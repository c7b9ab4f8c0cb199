use std::io;

use tracing_subscriber::EnvFilter;

pub mod commands;

/// Build tag reported by `--version`: `PE_RENAMER_TAG` at compile time, else
/// the crate version.
pub fn build_tag() -> &'static str {
    option_env!("PE_RENAMER_TAG").unwrap_or(env!("CARGO_PKG_VERSION"))
}

/// Default log filter when `RUST_LOG` is not set.
pub fn default_log_filter(verbose: bool) -> &'static str {
    if verbose {
        "pe_renamer=debug,renamer_core=debug"
    } else {
        "pe_renamer=info,renamer_core=info"
    }
}

/// Install the stderr subscriber. `RUST_LOG` wins over `verbose`.
///
/// Safe to call more than once; later calls are ignored.
pub fn init_logging(verbose: bool) {
    let filter = if std::env::var("RUST_LOG").is_ok() {
        EnvFilter::from_default_env()
    } else {
        EnvFilter::new(default_log_filter(verbose))
    };

    let _ = tracing_subscriber::fmt()
        .with_env_filter(filter)
        .with_target(false)
        .with_writer(io::stderr)
        .try_init();
}
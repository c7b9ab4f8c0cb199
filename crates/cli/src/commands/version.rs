use std::env::consts::{ARCH, OS};
use std::io::{self, Write};

use anyhow::Result;

use crate::build_tag;

/// Lines printed by `--version`.
pub fn version_lines() -> [String; 3] {
    [format!("OS: {OS}"), format!("ARCH: {ARCH}"), format!("TAG: {}", build_tag())]
}

pub fn version_command() -> Result<()> {
    let mut out = io::stdout().lock();
    for line in version_lines() {
        writeln!(out, "{line}")?;
    }
    Ok(())
}
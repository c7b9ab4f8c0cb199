use std::path::PathBuf;
use std::process::ExitCode;

use clap::Parser;
use pe_renamer::commands::{rename_command, version_command};
use pe_renamer::init_logging;
use renamer_core::RunConfig;

/// Restore the canonical file names of renamed Windows modules.
///
/// Every PE file under PATH is inspected; its export name, .NET module name, or
/// `OriginalFilename` version string decides the name it should carry. By
/// default the file is moved into a directory bearing its old name.
#[derive(Parser, Debug)]
#[command(name = "pe-renamer", disable_version_flag = true)]
struct Cli {
    /// Print OS, architecture, and build tag, then exit.
    #[arg(short = 'V', long = "version", default_value_t = false)]
    version: bool,

    /// Print each planned rename with its similarity score.
    #[arg(short, long, default_value_t = false)]
    verbose: bool,

    /// Report renames without touching the filesystem.
    #[arg(short = 'n', long, default_value_t = false)]
    dry_run: bool,

    /// Compare names case-insensitively.
    #[arg(short, long, default_value_t = false)]
    ignore_case: bool,

    /// Only fix the extension; leave the file where it is.
    #[arg(short, long, default_value_t = false)]
    extension_only: bool,

    /// Print the ranked plan as JSON instead of report lines.
    #[arg(long, default_value_t = false)]
    json: bool,

    /// File or directory to process.
    path: Option<PathBuf>,
}

fn main() -> ExitCode {
    let cli = Cli::parse();
    init_logging(cli.verbose);

    if cli.version {
        return match version_command() {
            Ok(()) => ExitCode::SUCCESS,
            Err(err) => {
                eprintln!("pe-renamer: {err}");
                ExitCode::FAILURE
            }
        };
    }

    let Some(path) = cli.path else {
        eprintln!("pe-renamer: path is required");
        return ExitCode::from(2);
    };

    let config = RunConfig::new()
        .with_verbose(cli.verbose)
        .with_dry_run(cli.dry_run)
        .with_extension_only(cli.extension_only)
        .with_ignore_case(cli.ignore_case);

    match rename_command(&path, config, cli.json) {
        Ok(_) => ExitCode::SUCCESS,
        Err(err) => {
            eprintln!("pe-renamer: {err}");
            ExitCode::FAILURE
        }
    }
}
----------------
- Directions for this task:
From the data above, copy each line that holds "ExitCode".

- Solution below:
use std::process::ExitCode;
fn main() -> ExitCode {
            Ok(()) => ExitCode::SUCCESS,
                ExitCode::FAILURE
        return ExitCode::from(2);
        Ok(_) => ExitCode::SUCCESS,
            ExitCode::FAILURE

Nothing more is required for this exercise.